EXERCISE PROMPT: Where the records hold the string "ModelError", show the whole line it sits on.
[[ DATA UNDER STUDY open ]]
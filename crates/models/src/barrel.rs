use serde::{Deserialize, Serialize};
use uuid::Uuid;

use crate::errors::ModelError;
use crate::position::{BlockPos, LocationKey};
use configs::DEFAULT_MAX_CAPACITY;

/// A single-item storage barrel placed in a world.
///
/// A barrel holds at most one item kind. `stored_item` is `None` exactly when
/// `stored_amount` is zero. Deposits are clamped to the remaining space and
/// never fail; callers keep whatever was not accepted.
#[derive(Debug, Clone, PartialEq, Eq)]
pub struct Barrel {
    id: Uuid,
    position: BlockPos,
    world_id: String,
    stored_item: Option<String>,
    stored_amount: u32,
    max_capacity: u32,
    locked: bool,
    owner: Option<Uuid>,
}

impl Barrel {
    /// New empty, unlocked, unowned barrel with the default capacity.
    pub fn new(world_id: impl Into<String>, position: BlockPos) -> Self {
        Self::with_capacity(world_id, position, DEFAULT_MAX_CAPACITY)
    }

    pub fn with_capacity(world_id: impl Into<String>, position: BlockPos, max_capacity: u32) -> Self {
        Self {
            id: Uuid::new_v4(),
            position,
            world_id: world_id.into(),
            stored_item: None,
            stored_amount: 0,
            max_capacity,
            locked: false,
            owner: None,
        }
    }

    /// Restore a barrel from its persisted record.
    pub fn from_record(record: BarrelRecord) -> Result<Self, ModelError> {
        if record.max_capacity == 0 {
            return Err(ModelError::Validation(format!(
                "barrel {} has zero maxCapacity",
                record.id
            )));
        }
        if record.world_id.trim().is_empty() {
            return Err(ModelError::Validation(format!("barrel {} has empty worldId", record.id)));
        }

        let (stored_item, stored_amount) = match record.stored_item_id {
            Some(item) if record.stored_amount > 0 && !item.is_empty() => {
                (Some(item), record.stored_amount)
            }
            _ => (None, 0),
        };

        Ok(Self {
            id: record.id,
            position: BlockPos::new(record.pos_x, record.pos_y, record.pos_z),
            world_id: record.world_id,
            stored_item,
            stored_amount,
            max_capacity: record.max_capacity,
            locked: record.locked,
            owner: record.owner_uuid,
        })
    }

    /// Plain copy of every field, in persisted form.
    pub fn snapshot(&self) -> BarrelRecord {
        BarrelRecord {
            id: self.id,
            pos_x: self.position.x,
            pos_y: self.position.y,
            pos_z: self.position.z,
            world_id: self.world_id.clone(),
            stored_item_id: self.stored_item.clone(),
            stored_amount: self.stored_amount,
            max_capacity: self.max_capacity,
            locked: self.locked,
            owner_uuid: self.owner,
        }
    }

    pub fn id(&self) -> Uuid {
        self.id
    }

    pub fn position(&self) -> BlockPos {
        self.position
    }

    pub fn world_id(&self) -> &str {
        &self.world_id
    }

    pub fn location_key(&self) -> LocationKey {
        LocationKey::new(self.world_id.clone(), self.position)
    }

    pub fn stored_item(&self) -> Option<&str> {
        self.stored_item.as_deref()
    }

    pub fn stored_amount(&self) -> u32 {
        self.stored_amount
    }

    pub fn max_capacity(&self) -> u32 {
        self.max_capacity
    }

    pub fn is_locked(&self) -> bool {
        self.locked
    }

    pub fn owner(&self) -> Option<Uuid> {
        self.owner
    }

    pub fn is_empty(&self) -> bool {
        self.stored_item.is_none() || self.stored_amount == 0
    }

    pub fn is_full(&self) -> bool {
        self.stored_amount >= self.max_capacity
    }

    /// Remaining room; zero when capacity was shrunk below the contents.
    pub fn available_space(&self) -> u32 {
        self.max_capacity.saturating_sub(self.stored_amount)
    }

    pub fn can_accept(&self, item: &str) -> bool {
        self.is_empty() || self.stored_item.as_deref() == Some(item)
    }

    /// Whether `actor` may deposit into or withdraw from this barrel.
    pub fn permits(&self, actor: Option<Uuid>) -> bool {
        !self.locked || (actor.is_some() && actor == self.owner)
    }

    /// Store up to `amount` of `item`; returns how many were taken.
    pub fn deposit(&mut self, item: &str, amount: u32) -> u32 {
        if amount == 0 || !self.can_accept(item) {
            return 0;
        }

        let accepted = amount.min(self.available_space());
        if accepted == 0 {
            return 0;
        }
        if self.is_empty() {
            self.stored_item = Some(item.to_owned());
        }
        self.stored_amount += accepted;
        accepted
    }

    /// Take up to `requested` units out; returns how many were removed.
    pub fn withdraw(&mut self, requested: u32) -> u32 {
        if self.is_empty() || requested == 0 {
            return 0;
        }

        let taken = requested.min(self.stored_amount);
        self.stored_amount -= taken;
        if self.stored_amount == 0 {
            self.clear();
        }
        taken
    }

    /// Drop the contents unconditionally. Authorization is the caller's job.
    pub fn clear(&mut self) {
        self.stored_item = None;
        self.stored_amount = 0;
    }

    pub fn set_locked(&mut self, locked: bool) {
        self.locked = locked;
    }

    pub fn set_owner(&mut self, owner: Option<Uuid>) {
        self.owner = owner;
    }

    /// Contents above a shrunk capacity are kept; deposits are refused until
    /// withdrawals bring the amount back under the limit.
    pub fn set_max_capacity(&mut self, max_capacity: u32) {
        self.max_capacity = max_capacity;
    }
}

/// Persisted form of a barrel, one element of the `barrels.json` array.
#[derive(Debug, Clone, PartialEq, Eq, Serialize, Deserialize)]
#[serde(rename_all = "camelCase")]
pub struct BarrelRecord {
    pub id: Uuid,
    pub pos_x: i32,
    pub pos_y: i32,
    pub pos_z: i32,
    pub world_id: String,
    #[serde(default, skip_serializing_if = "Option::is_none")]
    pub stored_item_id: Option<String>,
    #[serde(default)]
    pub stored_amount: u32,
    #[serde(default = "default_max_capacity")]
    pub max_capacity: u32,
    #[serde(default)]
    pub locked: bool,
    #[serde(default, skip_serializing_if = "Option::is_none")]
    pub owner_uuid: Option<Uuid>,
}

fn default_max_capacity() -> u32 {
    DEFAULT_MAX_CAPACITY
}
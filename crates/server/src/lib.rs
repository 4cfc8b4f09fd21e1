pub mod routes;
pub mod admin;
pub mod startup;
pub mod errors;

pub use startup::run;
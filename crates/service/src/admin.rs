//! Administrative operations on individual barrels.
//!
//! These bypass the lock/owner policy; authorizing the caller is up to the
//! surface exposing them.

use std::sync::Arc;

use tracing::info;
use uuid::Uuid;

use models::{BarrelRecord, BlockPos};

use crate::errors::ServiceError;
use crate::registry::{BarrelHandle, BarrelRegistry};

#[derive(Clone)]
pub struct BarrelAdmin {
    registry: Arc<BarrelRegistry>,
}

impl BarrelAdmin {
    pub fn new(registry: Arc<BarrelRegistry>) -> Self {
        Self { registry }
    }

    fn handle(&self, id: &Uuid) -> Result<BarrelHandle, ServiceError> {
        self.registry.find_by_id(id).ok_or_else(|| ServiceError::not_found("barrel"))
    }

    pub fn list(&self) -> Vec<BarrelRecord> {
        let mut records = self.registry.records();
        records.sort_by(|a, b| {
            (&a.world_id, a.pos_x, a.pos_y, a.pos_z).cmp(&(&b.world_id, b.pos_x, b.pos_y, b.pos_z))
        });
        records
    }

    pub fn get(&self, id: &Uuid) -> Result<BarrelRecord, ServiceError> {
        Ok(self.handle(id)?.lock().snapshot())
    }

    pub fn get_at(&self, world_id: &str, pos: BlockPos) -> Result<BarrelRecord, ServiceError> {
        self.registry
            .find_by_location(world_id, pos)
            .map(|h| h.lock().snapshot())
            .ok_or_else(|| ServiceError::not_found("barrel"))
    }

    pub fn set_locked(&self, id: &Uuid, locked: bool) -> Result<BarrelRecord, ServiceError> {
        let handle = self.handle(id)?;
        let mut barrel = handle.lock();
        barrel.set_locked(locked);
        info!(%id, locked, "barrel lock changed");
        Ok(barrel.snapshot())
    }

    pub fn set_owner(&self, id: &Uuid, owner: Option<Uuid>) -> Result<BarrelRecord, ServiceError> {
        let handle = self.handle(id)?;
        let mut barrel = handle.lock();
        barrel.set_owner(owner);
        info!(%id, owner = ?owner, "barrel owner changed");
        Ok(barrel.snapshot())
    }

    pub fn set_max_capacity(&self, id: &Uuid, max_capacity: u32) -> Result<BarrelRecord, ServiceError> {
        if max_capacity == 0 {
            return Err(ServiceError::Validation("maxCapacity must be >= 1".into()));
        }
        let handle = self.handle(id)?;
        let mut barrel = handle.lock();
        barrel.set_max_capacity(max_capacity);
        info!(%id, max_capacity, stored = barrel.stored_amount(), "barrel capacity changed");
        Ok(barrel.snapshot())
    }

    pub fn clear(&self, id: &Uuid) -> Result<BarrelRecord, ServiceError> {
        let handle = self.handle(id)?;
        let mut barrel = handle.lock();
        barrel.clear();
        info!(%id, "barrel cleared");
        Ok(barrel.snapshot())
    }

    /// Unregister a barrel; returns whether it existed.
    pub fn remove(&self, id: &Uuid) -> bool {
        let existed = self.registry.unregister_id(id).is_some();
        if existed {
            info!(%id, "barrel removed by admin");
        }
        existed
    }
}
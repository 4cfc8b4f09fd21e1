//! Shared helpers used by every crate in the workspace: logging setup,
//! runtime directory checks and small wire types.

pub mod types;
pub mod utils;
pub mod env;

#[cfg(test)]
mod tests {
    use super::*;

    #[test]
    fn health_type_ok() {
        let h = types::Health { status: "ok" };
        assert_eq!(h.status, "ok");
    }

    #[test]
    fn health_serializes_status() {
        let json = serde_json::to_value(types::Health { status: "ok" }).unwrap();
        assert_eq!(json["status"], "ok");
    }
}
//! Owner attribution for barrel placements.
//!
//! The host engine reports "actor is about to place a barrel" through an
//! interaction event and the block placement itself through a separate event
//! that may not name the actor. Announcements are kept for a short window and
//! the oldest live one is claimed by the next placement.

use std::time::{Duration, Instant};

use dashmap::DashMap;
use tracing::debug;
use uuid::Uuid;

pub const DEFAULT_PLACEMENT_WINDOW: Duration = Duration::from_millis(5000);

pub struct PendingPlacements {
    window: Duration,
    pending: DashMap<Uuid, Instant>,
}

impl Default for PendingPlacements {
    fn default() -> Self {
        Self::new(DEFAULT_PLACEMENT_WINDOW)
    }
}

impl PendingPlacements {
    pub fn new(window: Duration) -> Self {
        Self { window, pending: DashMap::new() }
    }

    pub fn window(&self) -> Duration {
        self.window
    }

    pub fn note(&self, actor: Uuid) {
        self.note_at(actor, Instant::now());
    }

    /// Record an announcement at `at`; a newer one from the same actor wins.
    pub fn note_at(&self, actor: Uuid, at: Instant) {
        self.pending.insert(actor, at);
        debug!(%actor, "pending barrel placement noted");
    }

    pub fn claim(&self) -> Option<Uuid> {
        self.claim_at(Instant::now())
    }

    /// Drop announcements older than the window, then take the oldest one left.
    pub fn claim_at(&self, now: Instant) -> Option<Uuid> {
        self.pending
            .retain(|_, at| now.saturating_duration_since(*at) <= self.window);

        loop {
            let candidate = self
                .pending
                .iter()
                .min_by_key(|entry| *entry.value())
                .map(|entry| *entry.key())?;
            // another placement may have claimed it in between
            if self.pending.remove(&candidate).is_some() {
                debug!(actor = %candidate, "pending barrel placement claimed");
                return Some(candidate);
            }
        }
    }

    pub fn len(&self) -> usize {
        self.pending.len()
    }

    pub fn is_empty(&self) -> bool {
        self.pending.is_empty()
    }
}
[[ DATA UNDER STUDY closed ]]
RESPONSE BELOW:
use crate::errors::ModelError;
    pub fn from_record(record: BarrelRecord) -> Result<Self, ModelError> {
            return Err(ModelError::Validation(format!(
            return Err(ModelError::Validation(format!("barrel {} has empty worldId", record.id)));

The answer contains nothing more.